(Collected data)
────────────────────
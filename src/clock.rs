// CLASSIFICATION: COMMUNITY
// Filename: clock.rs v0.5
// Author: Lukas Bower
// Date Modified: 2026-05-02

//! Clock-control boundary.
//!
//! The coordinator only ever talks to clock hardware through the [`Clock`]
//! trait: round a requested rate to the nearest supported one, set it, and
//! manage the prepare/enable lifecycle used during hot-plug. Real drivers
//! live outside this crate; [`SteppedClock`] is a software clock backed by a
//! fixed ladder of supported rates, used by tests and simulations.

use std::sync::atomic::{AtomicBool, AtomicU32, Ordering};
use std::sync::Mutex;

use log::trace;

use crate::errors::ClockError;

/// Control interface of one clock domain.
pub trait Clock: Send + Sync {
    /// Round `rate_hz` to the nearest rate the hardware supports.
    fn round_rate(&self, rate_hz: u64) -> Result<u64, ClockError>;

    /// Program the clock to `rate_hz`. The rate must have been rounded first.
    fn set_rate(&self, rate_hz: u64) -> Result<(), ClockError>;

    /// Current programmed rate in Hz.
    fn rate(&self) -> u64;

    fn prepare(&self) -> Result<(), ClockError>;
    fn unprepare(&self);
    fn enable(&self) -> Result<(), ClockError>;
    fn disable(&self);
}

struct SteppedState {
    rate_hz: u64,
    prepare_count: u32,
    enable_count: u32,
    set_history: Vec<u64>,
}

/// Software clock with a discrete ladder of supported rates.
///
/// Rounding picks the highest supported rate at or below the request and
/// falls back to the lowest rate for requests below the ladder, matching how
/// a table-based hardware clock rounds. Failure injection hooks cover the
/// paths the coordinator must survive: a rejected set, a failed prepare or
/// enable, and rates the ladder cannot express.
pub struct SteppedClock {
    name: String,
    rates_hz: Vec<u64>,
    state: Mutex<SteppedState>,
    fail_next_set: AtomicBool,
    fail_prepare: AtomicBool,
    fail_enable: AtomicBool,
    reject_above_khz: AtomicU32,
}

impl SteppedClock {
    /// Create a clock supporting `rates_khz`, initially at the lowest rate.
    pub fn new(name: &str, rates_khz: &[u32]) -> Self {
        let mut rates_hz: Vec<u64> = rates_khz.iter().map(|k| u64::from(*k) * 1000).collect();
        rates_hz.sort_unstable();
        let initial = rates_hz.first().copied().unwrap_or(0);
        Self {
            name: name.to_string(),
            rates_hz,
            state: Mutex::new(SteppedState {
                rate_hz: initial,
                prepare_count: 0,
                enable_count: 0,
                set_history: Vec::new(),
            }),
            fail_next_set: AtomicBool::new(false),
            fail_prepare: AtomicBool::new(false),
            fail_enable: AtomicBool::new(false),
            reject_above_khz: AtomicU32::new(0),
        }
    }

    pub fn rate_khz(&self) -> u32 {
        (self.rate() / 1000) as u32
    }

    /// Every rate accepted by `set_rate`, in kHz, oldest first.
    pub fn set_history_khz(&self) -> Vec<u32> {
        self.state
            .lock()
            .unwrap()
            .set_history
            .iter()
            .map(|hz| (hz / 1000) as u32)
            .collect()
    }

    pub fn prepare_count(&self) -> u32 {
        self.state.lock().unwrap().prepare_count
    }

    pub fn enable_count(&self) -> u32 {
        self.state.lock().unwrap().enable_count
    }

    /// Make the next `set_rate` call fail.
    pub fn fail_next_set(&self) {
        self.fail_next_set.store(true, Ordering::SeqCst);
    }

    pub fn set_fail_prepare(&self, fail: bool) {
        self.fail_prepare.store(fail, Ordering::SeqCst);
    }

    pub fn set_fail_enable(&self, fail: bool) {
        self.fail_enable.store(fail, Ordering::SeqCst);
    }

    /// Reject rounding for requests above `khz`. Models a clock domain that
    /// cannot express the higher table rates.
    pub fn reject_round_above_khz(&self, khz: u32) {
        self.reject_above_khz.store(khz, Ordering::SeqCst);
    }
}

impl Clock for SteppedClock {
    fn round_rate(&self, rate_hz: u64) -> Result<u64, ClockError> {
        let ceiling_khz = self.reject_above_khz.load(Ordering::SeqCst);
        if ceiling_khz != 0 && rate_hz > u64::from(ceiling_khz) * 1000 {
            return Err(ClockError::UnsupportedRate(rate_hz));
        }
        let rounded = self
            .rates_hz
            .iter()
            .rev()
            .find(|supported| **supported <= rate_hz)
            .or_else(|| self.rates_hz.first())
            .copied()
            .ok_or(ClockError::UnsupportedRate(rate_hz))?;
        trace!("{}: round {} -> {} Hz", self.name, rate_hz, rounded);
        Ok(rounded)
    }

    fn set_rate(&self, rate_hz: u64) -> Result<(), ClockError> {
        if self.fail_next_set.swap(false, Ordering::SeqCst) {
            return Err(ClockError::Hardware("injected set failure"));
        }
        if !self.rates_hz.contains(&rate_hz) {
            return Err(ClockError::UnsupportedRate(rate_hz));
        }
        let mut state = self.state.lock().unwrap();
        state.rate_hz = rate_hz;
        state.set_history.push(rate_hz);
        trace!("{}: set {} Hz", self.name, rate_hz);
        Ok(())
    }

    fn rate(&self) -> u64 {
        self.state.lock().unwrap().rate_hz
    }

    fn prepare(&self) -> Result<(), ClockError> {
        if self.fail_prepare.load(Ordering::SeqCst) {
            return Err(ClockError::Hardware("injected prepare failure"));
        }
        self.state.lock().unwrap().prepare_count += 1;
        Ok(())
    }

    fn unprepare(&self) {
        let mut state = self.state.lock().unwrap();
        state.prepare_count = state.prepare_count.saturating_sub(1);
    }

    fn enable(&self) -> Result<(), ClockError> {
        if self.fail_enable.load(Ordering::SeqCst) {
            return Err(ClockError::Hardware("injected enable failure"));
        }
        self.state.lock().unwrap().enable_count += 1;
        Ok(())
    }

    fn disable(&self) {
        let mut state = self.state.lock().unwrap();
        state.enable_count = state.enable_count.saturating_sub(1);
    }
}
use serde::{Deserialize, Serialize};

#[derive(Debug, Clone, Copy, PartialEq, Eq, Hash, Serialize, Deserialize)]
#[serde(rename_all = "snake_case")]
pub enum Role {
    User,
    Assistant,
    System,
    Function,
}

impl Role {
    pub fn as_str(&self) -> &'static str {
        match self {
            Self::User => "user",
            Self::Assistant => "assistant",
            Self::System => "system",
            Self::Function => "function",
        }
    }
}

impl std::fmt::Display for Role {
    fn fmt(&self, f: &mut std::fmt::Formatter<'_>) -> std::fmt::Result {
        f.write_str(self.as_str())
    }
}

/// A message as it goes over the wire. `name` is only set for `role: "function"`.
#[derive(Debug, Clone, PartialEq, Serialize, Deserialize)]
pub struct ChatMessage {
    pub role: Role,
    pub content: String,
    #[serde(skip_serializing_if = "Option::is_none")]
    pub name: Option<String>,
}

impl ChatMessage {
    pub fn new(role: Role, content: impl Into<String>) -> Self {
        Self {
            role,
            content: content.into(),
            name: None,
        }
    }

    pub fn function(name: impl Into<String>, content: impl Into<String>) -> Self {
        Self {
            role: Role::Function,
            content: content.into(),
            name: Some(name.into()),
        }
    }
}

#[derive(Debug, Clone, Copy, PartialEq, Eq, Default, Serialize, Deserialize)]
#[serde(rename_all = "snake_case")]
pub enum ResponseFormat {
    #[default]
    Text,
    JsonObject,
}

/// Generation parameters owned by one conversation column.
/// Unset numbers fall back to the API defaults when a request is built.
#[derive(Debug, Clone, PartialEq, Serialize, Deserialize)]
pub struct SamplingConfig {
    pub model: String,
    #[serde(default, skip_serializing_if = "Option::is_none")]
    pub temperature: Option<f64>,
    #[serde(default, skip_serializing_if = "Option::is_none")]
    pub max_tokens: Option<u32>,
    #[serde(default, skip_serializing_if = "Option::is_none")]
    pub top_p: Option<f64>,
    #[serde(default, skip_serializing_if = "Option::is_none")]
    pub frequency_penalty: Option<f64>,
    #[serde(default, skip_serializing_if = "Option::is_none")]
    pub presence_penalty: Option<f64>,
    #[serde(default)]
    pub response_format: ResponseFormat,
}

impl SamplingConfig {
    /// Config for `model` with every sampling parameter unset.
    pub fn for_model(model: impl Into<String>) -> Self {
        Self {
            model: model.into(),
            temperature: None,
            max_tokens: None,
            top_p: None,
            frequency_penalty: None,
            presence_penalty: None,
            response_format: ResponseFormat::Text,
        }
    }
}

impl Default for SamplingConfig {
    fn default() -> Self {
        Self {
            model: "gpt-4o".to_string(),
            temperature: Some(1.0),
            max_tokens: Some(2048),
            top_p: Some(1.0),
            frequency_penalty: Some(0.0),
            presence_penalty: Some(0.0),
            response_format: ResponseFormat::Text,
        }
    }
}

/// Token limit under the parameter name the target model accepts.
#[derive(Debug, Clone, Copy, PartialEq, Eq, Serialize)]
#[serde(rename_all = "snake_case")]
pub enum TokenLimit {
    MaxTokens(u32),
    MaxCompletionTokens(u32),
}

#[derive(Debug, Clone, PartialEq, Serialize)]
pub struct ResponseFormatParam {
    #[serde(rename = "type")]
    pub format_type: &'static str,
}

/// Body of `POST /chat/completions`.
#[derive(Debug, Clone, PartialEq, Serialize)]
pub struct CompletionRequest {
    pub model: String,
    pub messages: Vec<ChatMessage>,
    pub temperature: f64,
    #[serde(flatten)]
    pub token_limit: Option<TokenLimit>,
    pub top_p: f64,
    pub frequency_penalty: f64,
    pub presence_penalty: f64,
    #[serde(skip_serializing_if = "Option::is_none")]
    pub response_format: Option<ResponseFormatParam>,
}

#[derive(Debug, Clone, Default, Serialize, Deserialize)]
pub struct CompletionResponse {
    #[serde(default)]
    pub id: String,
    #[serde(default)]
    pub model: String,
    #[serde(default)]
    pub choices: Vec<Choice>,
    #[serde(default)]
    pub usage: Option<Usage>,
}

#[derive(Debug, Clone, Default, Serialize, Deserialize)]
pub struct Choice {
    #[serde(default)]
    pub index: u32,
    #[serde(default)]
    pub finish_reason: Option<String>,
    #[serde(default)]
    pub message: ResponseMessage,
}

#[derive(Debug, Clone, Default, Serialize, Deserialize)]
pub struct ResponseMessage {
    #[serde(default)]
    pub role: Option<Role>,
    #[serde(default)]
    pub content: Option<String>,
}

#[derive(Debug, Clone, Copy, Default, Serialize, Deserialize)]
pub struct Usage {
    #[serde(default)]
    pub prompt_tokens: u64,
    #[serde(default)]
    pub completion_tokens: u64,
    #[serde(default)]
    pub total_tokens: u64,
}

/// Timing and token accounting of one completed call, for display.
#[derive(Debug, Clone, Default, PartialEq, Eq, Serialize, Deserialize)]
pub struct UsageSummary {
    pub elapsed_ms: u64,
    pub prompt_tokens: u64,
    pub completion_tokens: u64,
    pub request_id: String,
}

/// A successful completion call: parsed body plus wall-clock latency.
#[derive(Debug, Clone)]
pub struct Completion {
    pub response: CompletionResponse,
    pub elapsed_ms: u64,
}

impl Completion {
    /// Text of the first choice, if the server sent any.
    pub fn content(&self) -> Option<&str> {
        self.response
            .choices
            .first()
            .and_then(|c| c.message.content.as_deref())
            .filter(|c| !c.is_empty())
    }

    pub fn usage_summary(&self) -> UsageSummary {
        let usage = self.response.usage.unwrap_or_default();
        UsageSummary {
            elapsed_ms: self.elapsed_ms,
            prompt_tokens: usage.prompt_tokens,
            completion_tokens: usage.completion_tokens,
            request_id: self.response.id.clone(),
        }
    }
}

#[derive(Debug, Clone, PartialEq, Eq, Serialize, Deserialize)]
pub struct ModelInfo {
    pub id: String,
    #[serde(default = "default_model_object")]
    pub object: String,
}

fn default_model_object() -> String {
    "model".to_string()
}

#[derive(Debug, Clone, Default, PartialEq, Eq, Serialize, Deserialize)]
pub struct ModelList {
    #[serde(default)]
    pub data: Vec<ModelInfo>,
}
────────────────────
### [Task description]
Copy exactly the lines that run from the first line of the data to the line containing "use crate::errors::ClockError;", please, with both ends included and nothing else.

### [Finished exercise]
filename src/clock.rs
// CLASSIFICATION: COMMUNITY
// Filename: clock.rs v0.5
// Author: Lukas Bower
// Date Modified: 2026-05-02

//! Clock-control boundary.
//!
//! The coordinator only ever talks to clock hardware through the [`Clock`]
//! trait: round a requested rate to the nearest supported one, set it, and
//! manage the prepare/enable lifecycle used during hot-plug. Real drivers
//! live outside this crate; [`SteppedClock`] is a software clock backed by a
//! fixed ladder of supported rates, used by tests and simulations.

use std::sync::atomic::{AtomicBool, AtomicU32, Ordering};
use std::sync::Mutex;

use log::trace;

use crate::errors::ClockError;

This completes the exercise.